Whether you’re in need of funds for a home project, a life event or even to pay off other forms of debt, accessing the equity in your home may be an effective way to make your dreams come true.

But with so many refinancing (sometimes called “refi”) and loan options available, it’s tricky to know where to start. In this article, we’ll take a critical look at cash-out refinances versus HELOCs (home equity lines of credit) to help you determine which path is best for you.

Cash-Out Refi Vs. Home Equity Line Of Credit: An Overview

As your mortgage matures, you’ll typically gain equity in your home. Home equity is your property’s value minus what you currently owe on your mortgage.

For example, let’s say you purchased your home for $300,000, and after a few years of making payments, you’ve lowered what you owe your lender to $200,000. Assuming your home is still worth $300,000, that means you’ve built up $100,000 worth of equity in your home.

Cash-out refinances and HELOCs both capitalize on your home’s equity by allowing you to access and use a part of it.

Cash-Out Refinance

A cash-out refinance is a type of mortgage that allows you to take on a larger mortgage in exchange for accessing the equity in your home. Instead of a second mortgage, which means taking out a second loan with its own separate monthly payment, a cash-out transaction means paying off your existing mortgage with a new one. Through this process, you take equity out of your home by refinancing to a higher loan amount (which could increase your monthly payment). You can choose to keep the same term length.

The process of a cash-out refinance is much like the process you went through for your primary mortgage. You choose a lender, apply, provide documentation, and if you get approved, all there is left to do is wait for your check.

Here are the requirements for approval:

Existing Home Equity

You need to have equity in your home to capitalize on this type of refinance. Your lender won’t allow you to cash out all of the equity in your home unless you have a Department of Veterans Affairs (VA) loan and qualify for a VA refinance. Before pursuing any kind of cash-out refinance, we recommend taking a careful look at your home’s equity to ensure you can cash out enough to accomplish your goals.

Credit Score

To refinance, you typically need a credit score of 620 or higher.

Debt-To-Income (DTI) Ratio

For conventional loans, you’ll need a debt-to-income (DTI) ratio of less than 50%. For Federal Housing Administration (FHA) and VA loans, your ratio can be higher. Your DTI ratio is the total of your monthly payments divided by your monthly income.

Home Equity Line Of Credit

A home equity line of credit (HELOC) is a type of mortgage that allows homeowners to borrow money against the equity they’ve built in their home. A HELOC will take the form of a second mortgage unless you’ve paid off your first mortgage completely. They function similarly to credit cards in that you’re able to access and utilize the funds as you choose – up to a certain limit and within a certain time frame. Rocket Mortgage® does not currently offer HELOCs.

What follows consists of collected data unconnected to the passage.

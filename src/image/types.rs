//! Core types for generated images.

use crate::config::BackendSelection;
use crate::error::{ImageGenError, Result};
use serde::{Deserialize, Serialize};
use std::path::{Path, PathBuf};

/// Supported image formats.
#[derive(Debug, Clone, Copy, PartialEq, Eq, Default, Serialize, Deserialize)]
#[serde(rename_all = "lowercase")]
pub enum ImageFormat {
    /// PNG format (lossless).
    #[default]
    Png,
    /// JPEG format (lossy).
    Jpeg,
    /// WebP format.
    WebP,
}

impl ImageFormat {
    /// Returns the file extension for this format.
    pub fn extension(&self) -> &'static str {
        match self {
            Self::Png => "png",
            Self::Jpeg => "jpg",
            Self::WebP => "webp",
        }
    }

    /// Returns the MIME type for this format.
    pub fn mime_type(&self) -> &'static str {
        match self {
            Self::Png => "image/png",
            Self::Jpeg => "image/jpeg",
            Self::WebP => "image/webp",
        }
    }

    /// Picks the file format for a binary `image/*` response.
    ///
    /// Anything that is not PNG is stored as JPEG.
    pub fn from_content_type(content_type: &str) -> Self {
        if content_type.to_ascii_lowercase().contains("png") {
            Self::Png
        } else {
            Self::Jpeg
        }
    }

    /// Detects image format from magic bytes.
    pub fn from_magic_bytes(data: &[u8]) -> Option<Self> {
        if data.len() < 12 {
            return None;
        }

        // PNG: 89 50 4E 47 0D 0A 1A 0A
        if data.starts_with(&[0x89, 0x50, 0x4E, 0x47, 0x0D, 0x0A, 0x1A, 0x0A]) {
            return Some(Self::Png);
        }

        // JPEG: FF D8 FF
        if data.starts_with(&[0xFF, 0xD8, 0xFF]) {
            return Some(Self::Jpeg);
        }

        // WebP: RIFF....WEBP
        if data.starts_with(b"RIFF") && &data[8..12] == b"WEBP" {
            return Some(Self::WebP);
        }

        None
    }
}

/// Metadata about the generation process.
#[derive(Debug, Clone, Default, Serialize, Deserialize)]
pub struct GenerationMetadata {
    /// Model used for generation.
    pub model: Option<String>,
    /// Generation duration in milliseconds.
    pub duration_ms: Option<u64>,
}

/// A generated image held in memory until it is written out.
#[derive(Debug, Clone)]
#[must_use = "generated image should be saved or processed"]
pub struct GeneratedImage {
    /// Raw image bytes.
    pub data: Vec<u8>,
    /// Format, which decides the file extension.
    pub format: ImageFormat,
    /// Backend that produced this image.
    pub provider: BackendSelection,
    /// Generation metadata.
    pub metadata: GenerationMetadata,
}

impl GeneratedImage {
    /// Creates a new generated image.
    pub fn new(
        data: Vec<u8>,
        format: ImageFormat,
        provider: BackendSelection,
        metadata: GenerationMetadata,
    ) -> Self {
        Self {
            data,
            format,
            provider,
            metadata,
        }
    }

    /// Returns the size of the image data in bytes.
    pub fn size(&self) -> usize {
        self.data.len()
    }

    /// Writes the image into `dir` under a fresh random file name and
    /// returns the full path.
    pub async fn save_to_dir(&self, dir: impl AsRef<Path>) -> Result<PathBuf> {
        if self.data.is_empty() {
            return Err(ImageGenError::UnexpectedResponse(format!(
                "{} returned an empty image",
                self.provider
            )));
        }
        let path = dir
            .as_ref()
            .join(format!("{}.{}", uuid::Uuid::new_v4(), self.format.extension()));
        tokio::fs::write(&path, &self.data).await?;
        tracing::debug!(
            provider = %self.provider,
            path = %path.display(),
            size_bytes = self.data.len(),
            "saved generated image"
        );
        Ok(path)
    }
}
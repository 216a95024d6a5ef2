// SPDX-License-Identifier: MIT
// Copyright (c) 2026 The vigil developers

//! Follow-fork tracing for `expect fork` / `expect daemon` jobs.
//!
//! The platform calls hide behind [`Ptracer`] so the transition rules can be
//! exercised without a kernel. The rules themselves: after the first trap,
//! arm fork/exec reporting; on each fork, detach the old pid and follow the
//! child; once the expected number of forks has been seen (one for `fork`,
//! two for `daemon`), detach for good and let the state machine move past
//! spawned.

use crate::engine::supervisor::{ProcessAdapter, Supervisor};
use nix::errno::Errno;
use tracing::{debug, info, warn};
use vigil_core::{Clock, ExpectMode, JobHandle, Pid, ProcessKind, State, TraceState};

/// The narrow ptrace surface the tracker needs.
pub trait Ptracer {
    /// Set trace options on a stopped tracee. `follow` arms fork and exec
    /// reporting; without it the call just probes that the pid is attached.
    fn set_options(&mut self, pid: Pid, follow: bool) -> Result<(), Errno>;
    /// Resume a stopped tracee, optionally delivering a signal.
    fn cont(&mut self, pid: Pid, signum: Option<i32>) -> Result<(), Errno>;
    /// Detach from a tracee, leaving it running.
    fn detach(&mut self, pid: Pid) -> Result<(), Errno>;
    /// Read the child pid from a fork event stop.
    fn fork_child(&mut self, pid: Pid) -> Result<Pid, Errno>;
}

/// Real ptrace, Linux only.
#[derive(Default)]
pub struct SysPtracer;

#[cfg(target_os = "linux")]
impl Ptracer for SysPtracer {
    fn set_options(&mut self, pid: Pid, follow: bool) -> Result<(), Errno> {
        use nix::sys::ptrace::{setoptions, Options};
        let options = if follow {
            Options::PTRACE_O_TRACEFORK | Options::PTRACE_O_TRACEEXEC
        } else {
            Options::empty()
        };
        setoptions(nix::unistd::Pid::from_raw(pid.0), options)
    }

    fn cont(&mut self, pid: Pid, signum: Option<i32>) -> Result<(), Errno> {
        let signal = match signum {
            Some(n) => Some(nix::sys::signal::Signal::try_from(n)?),
            None => None,
        };
        nix::sys::ptrace::cont(nix::unistd::Pid::from_raw(pid.0), signal)
    }

    fn detach(&mut self, pid: Pid) -> Result<(), Errno> {
        nix::sys::ptrace::detach(nix::unistd::Pid::from_raw(pid.0), None)
    }

    fn fork_child(&mut self, pid: Pid) -> Result<Pid, Errno> {
        let msg = nix::sys::ptrace::getevent(nix::unistd::Pid::from_raw(pid.0))?;
        Ok(Pid(msg as i32))
    }
}

#[cfg(not(target_os = "linux"))]
impl Ptracer for SysPtracer {
    fn set_options(&mut self, _pid: Pid, _follow: bool) -> Result<(), Errno> {
        Err(Errno::ENOSYS)
    }
    fn cont(&mut self, _pid: Pid, _signum: Option<i32>) -> Result<(), Errno> {
        Err(Errno::ENOSYS)
    }
    fn detach(&mut self, _pid: Pid) -> Result<(), Errno> {
        Err(Errno::ENOSYS)
    }
    fn fork_child(&mut self, _pid: Pid) -> Result<Pid, Errno> {
        Err(Errno::ENOSYS)
    }
}

/// Whether follow-fork tracing works on this build.
pub fn platform_supports_trace() -> bool {
    cfg!(target_os = "linux")
}

impl<P, T, C> Supervisor<P, T, C>
where
    P: ProcessAdapter,
    T: Ptracer,
    C: Clock,
{
    /// A traced child stopped with a signal.
    pub(crate) fn trace_trapped(&mut self, handle: &JobHandle, kind: ProcessKind, signum: i32) {
        let Some(inst) = self.registry.instance(handle) else {
            return;
        };
        match (inst.trace, signum) {
            (TraceState::New, nix::libc::SIGTRAP) => self.trace_new(handle, kind),
            (TraceState::NewChild, nix::libc::SIGSTOP) => self.trace_new_child(handle, kind),
            _ => self.trace_signal(handle, kind, signum),
        }
    }

    /// First stop of a newly traced process: arm fork/exec reporting and let
    /// it run.
    pub(crate) fn trace_new(&mut self, handle: &JobHandle, kind: ProcessKind) {
        let Some(pid) = self.traced_main_pid(handle, kind) else {
            return;
        };
        if let Err(errno) = self.ptracer.set_options(pid, true) {
            warn!(job = %handle, pid = pid.0, error = %errno,
                "failed to set ptrace options; abandoning trace");
            self.abandon_trace(handle);
            return;
        }
        if let Some(inst) = self.registry.instance_mut(handle) {
            inst.trace = TraceState::Normal;
        }
        if let Err(errno) = self.ptracer.cont(pid, None) {
            warn!(job = %handle, pid = pid.0, error = %errno, "failed to continue traced process");
        }
    }

    /// The followed fork child stopped for the first time.
    pub(crate) fn trace_new_child(&mut self, handle: &JobHandle, kind: ProcessKind) {
        let Some(pid) = self.traced_main_pid(handle, kind) else {
            return;
        };
        let (forks, expect) = {
            let Some(inst) = self.registry.instance_mut(handle) else {
                return;
            };
            inst.trace_forks += 1;
            (inst.trace_forks, inst.class.expect)
        };

        if forks > 1 || expect == ExpectMode::Fork {
            if let Err(errno) = self.ptracer.detach(pid) {
                warn!(job = %handle, pid = pid.0, error = %errno, "failed to detach traced process");
            }
            self.finish_trace(handle);
            return;
        }
        self.trace_new(handle, kind);
    }

    /// A signal was delivered to the tracee; pass it through untouched.
    pub(crate) fn trace_signal(&mut self, handle: &JobHandle, kind: ProcessKind, signum: i32) {
        let Some(pid) = self.traced_main_pid(handle, kind) else {
            return;
        };
        if self.registry.instance(handle).map(|i| i.trace) != Some(TraceState::Normal) {
            return;
        }
        if let Err(errno) = self.ptracer.cont(pid, Some(signum)) {
            warn!(job = %handle, pid = pid.0, signum, error = %errno,
                "failed to deliver signal to traced process");
        }
    }

    /// The tracee called fork: follow the child instead.
    pub(crate) fn trace_fork(&mut self, handle: &JobHandle, kind: ProcessKind) {
        let Some(pid) = self.traced_main_pid(handle, kind) else {
            return;
        };
        if self.registry.instance(handle).map(|i| i.trace) != Some(TraceState::Normal) {
            return;
        }

        let child = match self.ptracer.fork_child(pid) {
            Ok(child) => child,
            Err(errno) => {
                warn!(job = %handle, pid = pid.0, error = %errno,
                    "failed to obtain forked child pid");
                return;
            }
        };
        info!(job = %handle, old_pid = pid.0, new_pid = child.0, "process became new process");

        if let Err(errno) = self.ptracer.detach(pid) {
            warn!(job = %handle, pid = pid.0, error = %errno, "failed to detach traced process");
        }

        self.rebind_main_pid(handle, pid, child);
        if let Some(inst) = self.registry.instance_mut(handle) {
            inst.trace = TraceState::NewChild;
        }

        // The wait notification for the child may already have arrived, in
        // which case it is attached and stopped right now.
        if self.ptracer.set_options(child, false).is_ok() {
            self.trace_new_child(handle, kind);
        } else {
            debug!(job = %handle, pid = child.0, "new child not yet stopped");
        }
    }

    /// The tracee called exec. If it forked first the trace is complete;
    /// otherwise keep following (exec before fork is fine).
    pub(crate) fn trace_exec(&mut self, handle: &JobHandle, kind: ProcessKind) {
        let Some(pid) = self.traced_main_pid(handle, kind) else {
            return;
        };
        let Some(inst) = self.registry.instance(handle) else {
            return;
        };
        if inst.trace != TraceState::Normal {
            return;
        }

        if inst.trace_forks > 0 {
            if let Err(errno) = self.ptracer.detach(pid) {
                warn!(job = %handle, pid = pid.0, error = %errno, "failed to detach traced process");
            }
            self.finish_trace(handle);
        } else if let Err(errno) = self.ptracer.cont(pid, None) {
            warn!(job = %handle, pid = pid.0, error = %errno, "failed to continue traced process");
        }
    }

    /// The trace is done; advance the machine past spawned.
    fn finish_trace(&mut self, handle: &JobHandle) {
        let mut out = Vec::new();
        if let Some(inst) = self.registry.instance_mut(handle) {
            inst.on_trace_done(&mut out);
        }
        self.run_actions(handle, out);
    }

    /// A ptrace operation failed outright: drop the trace and carry on as if
    /// it had completed.
    fn abandon_trace(&mut self, handle: &JobHandle) {
        self.finish_trace(handle);
    }

    /// The main pid, but only while the trace is relevant: main process,
    /// still in the spawned state.
    fn traced_main_pid(&self, handle: &JobHandle, kind: ProcessKind) -> Option<Pid> {
        if kind != ProcessKind::Main {
            return None;
        }
        let inst = self.registry.instance(handle)?;
        if inst.state != State::Spawned {
            return None;
        }
        inst.pid(ProcessKind::Main)
    }
}

#[cfg(test)]
#[path = "trace_tests.rs"]
mod tests;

When deciding between a cash-out refi and a HELOC, you may also find yourself considering the differences between a cash-out refinance and a home equity loan. As opposed to home equity loans – which come as a one-time, lump sum of cash – HELOCs offer flexibility because you can borrow against your credit line at any time. This makes HELOCs a popular option for an emergency source of funds.

How A HELOC Works

Since a HELOC will be your second mortgage unless you’ve fully paid off your first, you must remember you’re likely to be adding another loan to your property, which would mean an additional monthly mortgage payment to consider. With HELOCs, there are separate periods for borrowing and repayment, although you’ll make payments on the loan through both periods.

In the first period, also known as the draw period, your line of credit is open and available for use. During this time, you’re able to borrow as needed while making minimum or interest-only payments on what you owe. Once your draw period ends, you’ll no longer have access to the HELOC funds and will be required to start making full monthly payments that cover both the principal balance and interest. This is called the repayment period. The lengths of these periods depend on the type of loan you get, although it’s possible to extend your draw period by refinancing your HELOC.

Here are the requirements for approval:

Existing Home Equity

As with a cash-out refinance, you need to have a reasonable amount of equity in your home for a HELOC to be worth your time.

Credit Score

Although the standard credit score needed for a first mortgage is around 620, HELOCs tend to be more difficult to obtain. The requirement for many lenders is 680, although some may require a minimum of 720.

DTI Ratio

You’ll also need a lower DTI ratio, with most HELOC lenders looking for 43% or lower.